* _WORK INSTRUCTION_
Go through the entries below from the first line and transcribe each one exactly, ending with the line that contains "fn fmt(&self, f: &mut".

* _MATERIAL SUPPLIED_
#####

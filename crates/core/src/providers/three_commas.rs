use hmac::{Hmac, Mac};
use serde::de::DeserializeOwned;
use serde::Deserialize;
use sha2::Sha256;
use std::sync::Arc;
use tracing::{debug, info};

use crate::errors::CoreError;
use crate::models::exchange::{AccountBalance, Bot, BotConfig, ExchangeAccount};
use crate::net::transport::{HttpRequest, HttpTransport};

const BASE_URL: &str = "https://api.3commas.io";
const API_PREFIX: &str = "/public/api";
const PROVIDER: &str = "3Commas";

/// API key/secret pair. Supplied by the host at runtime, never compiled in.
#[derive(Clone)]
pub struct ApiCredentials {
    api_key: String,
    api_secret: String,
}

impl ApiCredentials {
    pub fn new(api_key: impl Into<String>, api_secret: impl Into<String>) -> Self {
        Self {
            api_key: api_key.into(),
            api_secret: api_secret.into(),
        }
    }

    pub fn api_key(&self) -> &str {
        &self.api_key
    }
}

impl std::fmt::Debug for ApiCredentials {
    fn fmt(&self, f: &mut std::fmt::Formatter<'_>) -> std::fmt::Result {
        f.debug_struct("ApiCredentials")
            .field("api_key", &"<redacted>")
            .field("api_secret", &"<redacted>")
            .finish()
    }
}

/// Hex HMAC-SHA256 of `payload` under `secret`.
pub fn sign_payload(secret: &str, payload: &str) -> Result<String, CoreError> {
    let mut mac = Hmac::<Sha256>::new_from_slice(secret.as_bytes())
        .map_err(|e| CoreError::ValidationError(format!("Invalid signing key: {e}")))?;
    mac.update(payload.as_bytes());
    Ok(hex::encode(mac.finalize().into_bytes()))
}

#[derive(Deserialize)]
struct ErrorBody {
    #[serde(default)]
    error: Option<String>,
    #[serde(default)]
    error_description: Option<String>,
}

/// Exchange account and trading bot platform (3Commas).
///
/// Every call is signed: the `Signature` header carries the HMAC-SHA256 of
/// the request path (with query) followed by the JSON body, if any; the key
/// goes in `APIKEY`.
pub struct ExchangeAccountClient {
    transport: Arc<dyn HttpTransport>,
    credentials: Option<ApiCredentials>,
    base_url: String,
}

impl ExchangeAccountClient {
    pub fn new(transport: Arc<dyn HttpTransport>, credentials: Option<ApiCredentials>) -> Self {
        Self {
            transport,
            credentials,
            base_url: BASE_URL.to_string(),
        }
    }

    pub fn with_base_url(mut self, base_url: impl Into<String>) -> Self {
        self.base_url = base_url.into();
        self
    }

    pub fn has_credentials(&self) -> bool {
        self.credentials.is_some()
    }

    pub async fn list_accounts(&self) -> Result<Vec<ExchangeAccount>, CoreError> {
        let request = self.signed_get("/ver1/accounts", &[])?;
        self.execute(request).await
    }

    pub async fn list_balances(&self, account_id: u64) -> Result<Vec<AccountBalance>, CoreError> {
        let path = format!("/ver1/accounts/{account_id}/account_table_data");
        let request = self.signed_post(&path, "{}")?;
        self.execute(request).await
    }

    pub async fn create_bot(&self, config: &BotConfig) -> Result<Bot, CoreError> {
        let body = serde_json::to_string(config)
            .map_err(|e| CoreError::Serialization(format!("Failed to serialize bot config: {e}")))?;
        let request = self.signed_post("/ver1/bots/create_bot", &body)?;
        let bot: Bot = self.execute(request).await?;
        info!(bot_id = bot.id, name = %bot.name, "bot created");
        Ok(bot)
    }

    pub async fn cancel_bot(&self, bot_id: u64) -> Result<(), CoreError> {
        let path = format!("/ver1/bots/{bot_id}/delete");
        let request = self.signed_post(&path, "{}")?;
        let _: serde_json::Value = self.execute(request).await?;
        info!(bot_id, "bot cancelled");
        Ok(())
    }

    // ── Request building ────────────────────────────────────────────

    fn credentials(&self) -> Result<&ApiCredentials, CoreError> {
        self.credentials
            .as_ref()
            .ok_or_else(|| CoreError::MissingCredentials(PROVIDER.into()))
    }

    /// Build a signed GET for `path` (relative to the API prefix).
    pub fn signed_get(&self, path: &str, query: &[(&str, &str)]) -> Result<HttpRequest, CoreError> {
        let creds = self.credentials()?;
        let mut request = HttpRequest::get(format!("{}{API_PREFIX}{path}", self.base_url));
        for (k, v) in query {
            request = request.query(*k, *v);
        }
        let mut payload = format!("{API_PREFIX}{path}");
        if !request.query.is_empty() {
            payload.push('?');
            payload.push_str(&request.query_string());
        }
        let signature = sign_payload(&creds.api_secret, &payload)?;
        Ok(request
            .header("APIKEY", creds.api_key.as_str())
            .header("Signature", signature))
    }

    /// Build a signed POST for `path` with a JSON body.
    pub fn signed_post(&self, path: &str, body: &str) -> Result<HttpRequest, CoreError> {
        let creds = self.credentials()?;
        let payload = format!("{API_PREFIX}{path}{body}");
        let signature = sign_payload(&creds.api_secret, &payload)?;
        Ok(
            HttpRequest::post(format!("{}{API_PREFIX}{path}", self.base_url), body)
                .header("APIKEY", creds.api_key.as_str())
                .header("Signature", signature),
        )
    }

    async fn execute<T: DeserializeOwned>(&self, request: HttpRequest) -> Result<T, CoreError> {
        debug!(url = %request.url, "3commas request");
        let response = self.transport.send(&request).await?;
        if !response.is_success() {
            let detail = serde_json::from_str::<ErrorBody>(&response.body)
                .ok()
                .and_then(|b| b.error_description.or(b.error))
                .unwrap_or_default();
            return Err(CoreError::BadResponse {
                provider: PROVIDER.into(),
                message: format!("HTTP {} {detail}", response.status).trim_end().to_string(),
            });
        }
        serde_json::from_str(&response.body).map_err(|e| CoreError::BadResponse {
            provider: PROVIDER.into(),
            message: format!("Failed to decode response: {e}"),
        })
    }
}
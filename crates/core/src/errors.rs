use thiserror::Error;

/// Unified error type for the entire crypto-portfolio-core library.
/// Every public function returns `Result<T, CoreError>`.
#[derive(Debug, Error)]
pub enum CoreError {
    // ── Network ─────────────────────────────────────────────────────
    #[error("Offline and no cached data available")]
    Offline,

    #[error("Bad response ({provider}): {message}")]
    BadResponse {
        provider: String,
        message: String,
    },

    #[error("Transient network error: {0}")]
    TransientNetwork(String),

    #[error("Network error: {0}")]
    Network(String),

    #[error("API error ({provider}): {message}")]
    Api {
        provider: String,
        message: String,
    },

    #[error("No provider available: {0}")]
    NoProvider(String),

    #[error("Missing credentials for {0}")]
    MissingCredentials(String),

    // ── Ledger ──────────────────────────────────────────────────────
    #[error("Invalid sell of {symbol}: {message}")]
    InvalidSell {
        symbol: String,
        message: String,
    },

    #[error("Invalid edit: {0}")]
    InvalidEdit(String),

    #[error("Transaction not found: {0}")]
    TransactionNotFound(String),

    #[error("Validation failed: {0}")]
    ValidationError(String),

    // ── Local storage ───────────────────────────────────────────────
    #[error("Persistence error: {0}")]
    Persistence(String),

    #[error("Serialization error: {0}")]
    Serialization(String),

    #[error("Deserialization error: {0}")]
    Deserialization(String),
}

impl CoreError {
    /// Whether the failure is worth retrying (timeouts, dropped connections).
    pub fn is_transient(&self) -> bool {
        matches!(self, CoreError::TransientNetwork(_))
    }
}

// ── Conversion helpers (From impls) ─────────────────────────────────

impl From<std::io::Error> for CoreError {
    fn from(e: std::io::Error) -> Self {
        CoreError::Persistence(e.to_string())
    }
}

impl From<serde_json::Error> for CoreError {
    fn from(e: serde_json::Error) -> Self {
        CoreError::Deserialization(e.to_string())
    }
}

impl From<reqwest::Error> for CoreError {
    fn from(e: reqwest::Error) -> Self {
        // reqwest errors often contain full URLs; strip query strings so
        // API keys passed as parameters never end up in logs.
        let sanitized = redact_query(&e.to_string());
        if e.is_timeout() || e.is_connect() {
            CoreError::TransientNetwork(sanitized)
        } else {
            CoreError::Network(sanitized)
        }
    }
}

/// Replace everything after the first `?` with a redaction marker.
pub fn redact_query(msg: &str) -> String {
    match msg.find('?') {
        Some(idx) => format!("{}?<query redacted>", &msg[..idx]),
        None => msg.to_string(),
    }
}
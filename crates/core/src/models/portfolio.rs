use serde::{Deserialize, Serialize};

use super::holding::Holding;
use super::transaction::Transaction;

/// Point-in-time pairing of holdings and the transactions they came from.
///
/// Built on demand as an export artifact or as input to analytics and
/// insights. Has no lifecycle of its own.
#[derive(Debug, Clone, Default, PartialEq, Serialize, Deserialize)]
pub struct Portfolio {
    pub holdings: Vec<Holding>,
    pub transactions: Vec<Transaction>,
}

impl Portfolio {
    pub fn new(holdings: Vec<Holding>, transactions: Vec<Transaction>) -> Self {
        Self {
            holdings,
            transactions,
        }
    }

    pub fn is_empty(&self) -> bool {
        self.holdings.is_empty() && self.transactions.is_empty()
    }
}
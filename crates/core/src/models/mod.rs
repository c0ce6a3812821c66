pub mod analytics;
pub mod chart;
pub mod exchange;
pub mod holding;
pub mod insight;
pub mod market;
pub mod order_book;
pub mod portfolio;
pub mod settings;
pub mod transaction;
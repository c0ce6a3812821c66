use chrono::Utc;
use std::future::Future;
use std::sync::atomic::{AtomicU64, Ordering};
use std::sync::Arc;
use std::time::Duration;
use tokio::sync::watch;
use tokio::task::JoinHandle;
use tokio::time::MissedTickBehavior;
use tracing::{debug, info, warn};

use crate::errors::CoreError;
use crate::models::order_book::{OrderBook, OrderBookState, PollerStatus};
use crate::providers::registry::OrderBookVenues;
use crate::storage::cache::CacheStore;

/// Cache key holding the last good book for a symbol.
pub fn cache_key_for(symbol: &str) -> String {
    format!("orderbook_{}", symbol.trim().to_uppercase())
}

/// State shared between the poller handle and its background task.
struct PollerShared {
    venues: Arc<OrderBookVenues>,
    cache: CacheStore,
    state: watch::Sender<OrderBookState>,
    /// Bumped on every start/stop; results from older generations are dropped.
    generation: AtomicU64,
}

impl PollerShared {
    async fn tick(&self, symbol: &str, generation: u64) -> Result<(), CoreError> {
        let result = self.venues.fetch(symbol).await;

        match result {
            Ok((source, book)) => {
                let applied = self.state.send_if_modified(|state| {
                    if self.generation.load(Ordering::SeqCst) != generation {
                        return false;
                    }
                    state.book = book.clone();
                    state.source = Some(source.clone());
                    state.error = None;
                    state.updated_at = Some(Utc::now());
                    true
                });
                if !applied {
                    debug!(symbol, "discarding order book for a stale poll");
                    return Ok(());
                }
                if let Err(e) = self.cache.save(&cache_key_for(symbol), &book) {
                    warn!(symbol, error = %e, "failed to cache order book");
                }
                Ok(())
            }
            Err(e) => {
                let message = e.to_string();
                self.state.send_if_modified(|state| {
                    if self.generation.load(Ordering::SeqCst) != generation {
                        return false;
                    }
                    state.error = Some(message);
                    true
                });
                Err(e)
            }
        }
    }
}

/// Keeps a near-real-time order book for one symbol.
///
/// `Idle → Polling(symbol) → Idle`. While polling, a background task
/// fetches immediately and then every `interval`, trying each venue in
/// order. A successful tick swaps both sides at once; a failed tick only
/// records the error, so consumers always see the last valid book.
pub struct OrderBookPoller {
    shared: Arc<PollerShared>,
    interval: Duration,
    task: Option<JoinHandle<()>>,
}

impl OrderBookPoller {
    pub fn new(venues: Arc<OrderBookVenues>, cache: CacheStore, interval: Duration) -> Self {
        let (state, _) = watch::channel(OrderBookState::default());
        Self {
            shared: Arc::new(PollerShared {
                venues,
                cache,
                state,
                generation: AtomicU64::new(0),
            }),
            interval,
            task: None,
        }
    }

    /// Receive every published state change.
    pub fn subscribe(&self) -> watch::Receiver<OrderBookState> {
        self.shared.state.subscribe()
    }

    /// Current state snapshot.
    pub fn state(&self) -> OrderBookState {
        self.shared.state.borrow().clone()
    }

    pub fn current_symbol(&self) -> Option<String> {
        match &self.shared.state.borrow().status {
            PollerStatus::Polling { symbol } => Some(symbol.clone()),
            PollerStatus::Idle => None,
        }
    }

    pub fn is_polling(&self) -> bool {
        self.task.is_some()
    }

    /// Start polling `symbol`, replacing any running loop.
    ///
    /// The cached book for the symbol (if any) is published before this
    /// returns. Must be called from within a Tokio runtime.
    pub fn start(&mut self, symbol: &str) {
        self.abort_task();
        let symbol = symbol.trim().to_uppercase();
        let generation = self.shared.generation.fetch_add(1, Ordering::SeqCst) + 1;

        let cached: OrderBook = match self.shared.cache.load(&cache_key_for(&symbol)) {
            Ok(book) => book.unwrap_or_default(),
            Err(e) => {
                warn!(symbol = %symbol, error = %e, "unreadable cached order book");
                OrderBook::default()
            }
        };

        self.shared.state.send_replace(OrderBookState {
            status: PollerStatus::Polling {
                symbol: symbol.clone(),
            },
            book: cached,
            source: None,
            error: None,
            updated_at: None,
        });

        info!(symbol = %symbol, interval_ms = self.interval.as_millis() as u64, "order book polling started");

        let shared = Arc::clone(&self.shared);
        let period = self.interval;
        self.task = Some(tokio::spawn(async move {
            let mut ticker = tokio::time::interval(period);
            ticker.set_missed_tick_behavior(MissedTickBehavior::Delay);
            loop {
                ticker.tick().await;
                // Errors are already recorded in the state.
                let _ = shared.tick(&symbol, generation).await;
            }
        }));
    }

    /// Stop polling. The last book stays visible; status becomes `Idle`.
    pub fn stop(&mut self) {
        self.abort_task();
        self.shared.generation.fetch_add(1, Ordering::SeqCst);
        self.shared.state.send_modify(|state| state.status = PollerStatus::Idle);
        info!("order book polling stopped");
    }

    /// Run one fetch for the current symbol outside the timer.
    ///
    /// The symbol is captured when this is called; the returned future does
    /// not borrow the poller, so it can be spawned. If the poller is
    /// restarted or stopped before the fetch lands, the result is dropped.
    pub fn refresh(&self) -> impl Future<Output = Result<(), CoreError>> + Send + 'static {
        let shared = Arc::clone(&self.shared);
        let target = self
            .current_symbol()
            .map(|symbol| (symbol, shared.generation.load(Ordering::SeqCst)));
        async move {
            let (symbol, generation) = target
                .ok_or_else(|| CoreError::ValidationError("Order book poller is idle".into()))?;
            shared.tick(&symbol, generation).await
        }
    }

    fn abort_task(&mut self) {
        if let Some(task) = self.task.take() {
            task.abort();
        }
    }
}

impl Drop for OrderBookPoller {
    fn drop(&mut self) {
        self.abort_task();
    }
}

#####

* _OUTPUT OF THE TASK_
filename crates/core/src/providers/three_commas.rs
use hmac::{Hmac, Mac};
use serde::de::DeserializeOwned;
use serde::Deserialize;
use sha2::Sha256;
use std::sync::Arc;
use tracing::{debug, info};

use crate::errors::CoreError;
use crate::models::exchange::{AccountBalance, Bot, BotConfig, ExchangeAccount};
use crate::net::transport::{HttpRequest, HttpTransport};

const BASE_URL: &str = "https://api.3commas.io";
const API_PREFIX: &str = "/public/api";
const PROVIDER: &str = "3Commas";

/// API key/secret pair. Supplied by the host at runtime, never compiled in.
#[derive(Clone)]
pub struct ApiCredentials {
    api_key: String,
    api_secret: String,
}

impl ApiCredentials {
    pub fn new(api_key: impl Into<String>, api_secret: impl Into<String>) -> Self {
        Self {
            api_key: api_key.into(),
            api_secret: api_secret.into(),
        }
    }

    pub fn api_key(&self) -> &str {
        &self.api_key
    }
}

impl std::fmt::Debug for ApiCredentials {
    fn fmt(&self, f: &mut std::fmt::Formatter<'_>) -> std::fmt::Result {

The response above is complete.